(1) An appraisal of the level of care needed by a care recipient, relative to the needs of other care recipients, must be made by:
(a) the approved provider that is providing care to the care recipient, or a person acting on the approved provider's behalf; or
(b) if a person has been authorised under section 25-5 to make those appraisals--that person.
However, this subsection does not apply if the care recipient is being provided with care as * respite care.
(2) The appraisal:
(a) must not be made during the period of 7 days starting on the day on which the approved provider began providing care to the care recipient; and
(b) must not be given to the Secretary during the period of 28 days starting on the day on which the approved provider began providing care to the care recipient.

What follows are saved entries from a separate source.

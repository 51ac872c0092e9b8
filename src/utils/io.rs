use anyhow::{anyhow, Context, Result};
use serde_json::Value;
use tokio::io::{AsyncReadExt, AsyncWriteExt};

use crate::dispatcher::executor::OutputItem;

/// Reads input items from a file, or stdin for `-`.
/// Accepts a JSON array of parameter objects or a single object.
pub async fn read_items(input: &str) -> Result<Vec<Value>> {
    let content = if input == "-" {
        let mut buffer = String::new();
        tokio::io::stdin()
            .read_to_string(&mut buffer)
            .await
            .context("failed to read items from stdin")?;
        buffer
    } else {
        tokio::fs::read_to_string(input)
            .await
            .with_context(|| format!("failed to read items from '{}'", input))?
    };
    parse_items(&content)
}

pub fn parse_items(content: &str) -> Result<Vec<Value>> {
    let parsed: Value = serde_json::from_str(content).context("input items are not valid JSON")?;
    match parsed {
        Value::Array(items) => Ok(items),
        object @ Value::Object(_) => Ok(vec![object]),
        other => Err(anyhow!("input must be a JSON array or object, got {}", other)),
    }
}

/// Writes output items as a pretty JSON array to a file, or stdout when no path is given.
pub async fn write_output(output: Option<&str>, items: &[OutputItem]) -> Result<()> {
    let mut rendered = serde_json::to_vec_pretty(items)?;
    rendered.push(b'\n');
    match output {
        Some(path) => tokio::fs::write(path, rendered)
            .await
            .with_context(|| format!("failed to write output to '{}'", path)),
        None => {
            let mut stdout = tokio::io::stdout();
            stdout.write_all(&rendered).await?;
            stdout.flush().await?;
            Ok(())
        }
    }
}

#[cfg(test)]
mod tests {
    use super::*;
    use serde_json::json;

    #[test]
    fn single_object_is_one_item() {
        let items = parse_items(r#"{"operation": "search"}"#).unwrap();
        assert_eq!(items, vec![json!({"operation": "search"})]);
    }

    #[test]
    fn array_keeps_order() {
        let items = parse_items(r#"[{"operation": "delete"}, {"operation": "search"}]"#).unwrap();
        assert_eq!(items.len(), 2);
        assert_eq!(items[0]["operation"], "delete");
    }

    #[test]
    fn scalars_are_rejected() {
        assert!(parse_items("42").is_err());
        assert!(parse_items("not json").is_err());
    }

    #[tokio::test]
    async fn output_file_uses_paired_item_shape() {
        let dir = tempfile::tempdir().unwrap();
        let path = dir.path().join("out.json");
        let items = vec![OutputItem::success(0, json!({"data": []}))];
        write_output(Some(path.to_str().unwrap()), &items).await.unwrap();

        let written: Value = serde_json::from_str(&std::fs::read_to_string(&path).unwrap()).unwrap();
        assert_eq!(written, json!([{"json": {"data": []}, "pairedItem": {"item": 0}}]));
    }
}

(2A) However, if the Classification Principles specify:
(a) circumstances in which subsection (2) does not apply in relation to an appraisal; and
(b) an alternative period during which the appraisal may be made in those circumstances;
the times when the appraisal may be made and given to the Secretary are to be determined in accordance with the Classification Principles.
(3) The appraisal must be in a form approved by the Secretary, and must be made in accordance with the procedures (if any) specified in the Classification Principles.
(3A) The Secretary may approve forms which must be used in the course of making an appraisal.
(4) If a care recipient is being, or is to be, provided with care as * respite care, an assessment of the care recipient's care needs made under section 22-4 is taken:
(a) to be an appraisal of the level of care needed by the care recipient; and
(b) to have been received by the Secretary under subsection 25-1(1) as such an appraisal.